2009-10-05 10:16:54

by Jan Beulich

[permalink] [raw]
Subject: [PATCH] adjust gfp mask passed on nested vmalloc() invocation

- fix a latent bug resulting from blindly or-ing in __GFP_ZERO, since
the combination of this and __GFP_HIGHMEM (possibly passed into the
function) is forbidden in interrupt context
- avoid wasting more precious resources (DMA or DMA32 pools), when
being called through vmalloc_32{,_user}()
- explicitly allow using high memory here even if the outer allocation
request doesn't allow it, unless is collides with __GFP_ZERO

Signed-off-by: Jan Beulich <[email protected]>

---
mm/vmalloc.c | 12 ++++++++----
1 file changed, 8 insertions(+), 4 deletions(-)
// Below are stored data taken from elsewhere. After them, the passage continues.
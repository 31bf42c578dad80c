use std::str::FromStr;

use rust_decimal::Decimal;
use serde::{Deserialize, Deserializer};
use serde_json::{Map, Value};

use crate::{
    error::{AppError, Result},
    models::{NewProduct, ProductChanges},
    utils::{ProductForm, UploadedImage},
};

/// `sizes` arrives either as a JSON-encoded string (multipart forms) or as a
/// native array (JSON bodies). Numeric entries such as shoe sizes are kept as
/// their decimal text.
#[derive(Debug, Clone, PartialEq, Deserialize)]
#[serde(untagged)]
pub enum SizesInput {
    List(Vec<Value>),
    Encoded(String),
}

impl SizesInput {
    fn from_value(value: &Value) -> Result<Self> {
        serde_json::from_value(value.clone()).map_err(|_| invalid_sizes())
    }

    fn is_truthy(&self) -> bool {
        match self {
            SizesInput::List(_) => true,
            SizesInput::Encoded(raw) => !raw.is_empty(),
        }
    }

    pub fn resolve(self) -> Result<Vec<String>> {
        match self {
            SizesInput::List(items) => size_labels(items),
            SizesInput::Encoded(raw) => {
                let items =
                    serde_json::from_str::<Vec<Value>>(&raw).map_err(|_| invalid_sizes())?;
                size_labels(items)
            }
        }
    }
}

fn size_labels(items: Vec<Value>) -> Result<Vec<String>> {
    items
        .into_iter()
        .map(|item| match item {
            Value::String(size) => Ok(size),
            Value::Number(size) => Ok(size.to_string()),
            _ => Err(invalid_sizes()),
        })
        .collect()
}

/// A text field on update; numbers and booleans are taken as their text form.
#[derive(Debug, Clone, PartialEq, Deserialize)]
#[serde(untagged)]
pub enum TextInput {
    Text(String),
    Number(serde_json::Number),
    Bool(bool),
}

impl TextInput {
    fn is_truthy(&self) -> bool {
        match self {
            TextInput::Text(raw) => !raw.is_empty(),
            TextInput::Number(n) => n.as_f64().is_some_and(|n| n != 0.0),
            TextInput::Bool(flag) => *flag,
        }
    }

    pub fn resolve(self) -> String {
        match self {
            TextInput::Text(raw) => raw,
            TextInput::Number(n) => n.to_string(),
            TextInput::Bool(flag) => flag.to_string(),
        }
    }
}

#[derive(Debug, Clone, PartialEq, Deserialize)]
#[serde(untagged)]
pub enum PriceInput {
    Number(serde_json::Number),
    Text(String),
}

impl PriceInput {
    fn from_value(value: &Value) -> Result<Self> {
        serde_json::from_value(value.clone()).map_err(|_| invalid_price())
    }

    fn is_truthy(&self) -> bool {
        match self {
            PriceInput::Number(n) => n.as_f64().is_some_and(|n| n != 0.0),
            PriceInput::Text(raw) => !raw.is_empty(),
        }
    }

    pub fn resolve(&self) -> Result<Decimal> {
        let raw = match self {
            PriceInput::Number(n) => n.to_string(),
            PriceInput::Text(raw) => raw.trim().to_string(),
        };

        Decimal::from_str(&raw)
            .or_else(|_| Decimal::from_scientific(&raw))
            .map_err(|_| invalid_price())
    }
}

#[derive(Debug, Clone, PartialEq, Deserialize)]
#[serde(untagged)]
pub enum FlagInput {
    Bool(bool),
    Text(String),
}

impl FlagInput {
    pub fn resolve(&self) -> bool {
        match self {
            FlagInput::Bool(flag) => *flag,
            FlagInput::Text(raw) => raw == "true",
        }
    }
}

/// Where the product's image URLs come from, decided once per add request.
#[derive(Debug)]
pub enum ImageSource {
    Uploads(Vec<UploadedImage>),
    Urls(Vec<String>),
    Empty,
}

impl ImageSource {
    fn select(uploads: Vec<UploadedImage>, image: Option<&Value>) -> Result<Self> {
        if !uploads.is_empty() {
            return Ok(ImageSource::Uploads(uploads));
        }

        match image {
            Some(Value::Array(items)) => items
                .iter()
                .map(|item| text_value(item, "image"))
                .collect::<Result<Vec<_>>>()
                .map(ImageSource::Urls),
            _ => Ok(ImageSource::Empty),
        }
    }
}

/// Field values of a product being created; `image` and `date` are filled in
/// once uploads finish.
#[derive(Debug, Clone, PartialEq)]
pub struct ProductFields {
    pub name: String,
    pub description: String,
    pub price: Decimal,
    pub category: String,
    pub sub_category: Option<String>,
    pub sizes: Vec<String>,
    pub bestseller: bool,
}

impl ProductFields {
    pub fn finish(self, image: Vec<String>, date: i64) -> NewProduct {
        NewProduct {
            name: self.name,
            description: self.description,
            price: self.price,
            category: self.category,
            sub_category: self.sub_category,
            sizes: self.sizes,
            bestseller: self.bestseller,
            image,
            date,
        }
    }
}

#[derive(Debug)]
pub struct ProductDraft {
    pub fields: ProductFields,
    pub images: ImageSource,
}

impl ProductDraft {
    pub fn parse(form: ProductForm) -> Result<Self> {
        let ProductForm { fields: raw, uploads } = form;

        let [name, description, price, category, sizes] =
            ["name", "description", "price", "category", "sizes"]
                .map(|key| raw.get(key).filter(|value| is_truthy(value)));

        let (Some(name), Some(description), Some(price), Some(category), Some(sizes)) =
            (name, description, price, category, sizes)
        else {
            return Err(AppError::BadRequest("Missing required fields".to_string()));
        };

        let sizes = SizesInput::from_value(sizes)?.resolve()?;
        let price = PriceInput::from_value(price)?.resolve()?;

        let fields = ProductFields {
            name: text_value(name, "name")?,
            description: text_value(description, "description")?,
            price,
            category: text_value(category, "category")?,
            sub_category: optional_text(&raw, "subCategory")?,
            sizes,
            bestseller: matches!(raw.get("bestseller"), Some(Value::String(flag)) if flag == "true"),
        };

        let images = ImageSource::select(uploads, raw.get("image"))?;

        Ok(Self { fields, images })
    }
}

#[derive(Debug, Default, Deserialize)]
#[serde(rename_all = "camelCase")]
pub struct ProductUpdateRequest {
    pub name: Option<TextInput>,
    pub price: Option<PriceInput>,
    pub category: Option<TextInput>,
    pub sub_category: Option<TextInput>,
    /// Outer `Some` when the key is in the body, even as `null`.
    #[serde(default, deserialize_with = "present")]
    pub bestseller: Option<Option<FlagInput>>,
    pub sizes: Option<SizesInput>,
}

impl ProductUpdateRequest {
    /// `bestseller` counts when present at all, `null` included; the other
    /// fields only when they carry a non-empty value.
    pub fn has_changes(&self) -> bool {
        self.name.as_ref().is_some_and(TextInput::is_truthy)
            || self.price.as_ref().is_some_and(PriceInput::is_truthy)
            || self.category.as_ref().is_some_and(TextInput::is_truthy)
            || self.sizes.as_ref().is_some_and(SizesInput::is_truthy)
            || self.sub_category.as_ref().is_some_and(TextInput::is_truthy)
            || self.bestseller.is_some()
    }

    pub fn into_changes(self) -> Result<ProductChanges> {
        if !self.has_changes() {
            return Err(AppError::BadRequest("No update fields provided".to_string()));
        }

        Ok(ProductChanges {
            name: self.name.map(TextInput::resolve),
            price: self.price.as_ref().map(PriceInput::resolve).transpose()?,
            category: self.category.map(TextInput::resolve),
            sub_category: self.sub_category.map(TextInput::resolve),
            // The column is not nullable; an explicit null clears the flag.
            bestseller: self
                .bestseller
                .map(|flag| flag.as_ref().is_some_and(FlagInput::resolve)),
            sizes: self.sizes.map(SizesInput::resolve).transpose()?,
        })
    }
}

fn present<'de, D, T>(deserializer: D) -> std::result::Result<Option<T>, D::Error>
where
    D: Deserializer<'de>,
    T: Deserialize<'de>,
{
    T::deserialize(deserializer).map(Some)
}

pub fn is_truthy(value: &Value) -> bool {
    match value {
        Value::Null => false,
        Value::Bool(flag) => *flag,
        Value::Number(n) => n.as_f64().is_some_and(|n| n != 0.0),
        Value::String(s) => !s.is_empty(),
        Value::Array(_) | Value::Object(_) => true,
    }
}

fn text_value(value: &Value, field: &str) -> Result<String> {
    match value {
        Value::String(s) => Ok(s.clone()),
        Value::Number(n) => Ok(n.to_string()),
        Value::Bool(flag) => Ok(flag.to_string()),
        _ => Err(AppError::BadRequest(format!("Invalid {} format", field))),
    }
}

fn optional_text(fields: &Map<String, Value>, field: &str) -> Result<Option<String>> {
    match fields.get(field) {
        None | Some(Value::Null) => Ok(None),
        Some(value) => text_value(value, field).map(Some),
    }
}

fn invalid_sizes() -> AppError {
    AppError::BadRequest("Invalid sizes format".to_string())
}

fn invalid_price() -> AppError {
    AppError::BadRequest("Invalid price format".to_string())
}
--- linux-2.6.32-rc3/mm/vmalloc.c 2009-10-05 11:59:56.000000000 +0200
+++ 2.6.32-rc3-vmalloc-nested-gfp/mm/vmalloc.c 2009-10-05 08:40:36.000000000 +0200
@@ -1410,6 +1410,7 @@ static void *__vmalloc_area_node(struct
{
struct page **pages;
unsigned int nr_pages, array_size, i;
+ gfp_t nested_gfp = (gfp_mask & GFP_RECLAIM_MASK) | __GFP_ZERO;

nr_pages = (area->size - PAGE_SIZE) >> PAGE_SHIFT;
array_size = (nr_pages * sizeof(struct page *));
@@ -1417,13 +1418,16 @@ static void *__vmalloc_area_node(struct
area->nr_pages = nr_pages;
/* Please note that the recursion is strictly bounded. */
if (array_size > PAGE_SIZE) {
- pages = __vmalloc_node(array_size, gfp_mask | __GFP_ZERO,
+#ifdef CONFIG_HIGHMEM
+ /* See the comment in prep_zero_page(). */
+ if (!in_interrupt())
+ nested_gfp |= __GFP_HIGHMEM;
+#endif
+ pages = __vmalloc_node(array_size, nested_gfp,
PAGE_KERNEL, node, caller);
area->flags |= VM_VPAGES;
} else {
- pages = kmalloc_node(array_size,
- (gfp_mask & GFP_RECLAIM_MASK) | __GFP_ZERO,
- node);
+ pages = kmalloc_node(array_size, nested_gfp, node);
}
area->pages = pages;
area->caller = caller;



2009-10-06 21:58:55

by Hugh Dickins

[permalink] [raw]
Subject: Re: [PATCH] adjust gfp mask passed on nested vmalloc() invocation

On Mon, 5 Oct 2009, Jan Beulich wrote:

> - fix a latent bug resulting from blindly or-ing in __GFP_ZERO, since
> the combination of this and __GFP_HIGHMEM (possibly passed into the
> function) is forbidden in interrupt context
> - avoid wasting more precious resources (DMA or DMA32 pools), when
> being called through vmalloc_32{,_user}()
> - explicitly allow using high memory here even if the outer allocation
> request doesn't allow it, unless is collides with __GFP_ZERO
>
> Signed-off-by: Jan Beulich <[email protected]>

I thought vmalloc.c was a BUG_ON(in_interrupt()) zone?
The locking is all spin_lock stuff, not spin_lock_irq stuff.
That's probably why your "bug" has remained "latent".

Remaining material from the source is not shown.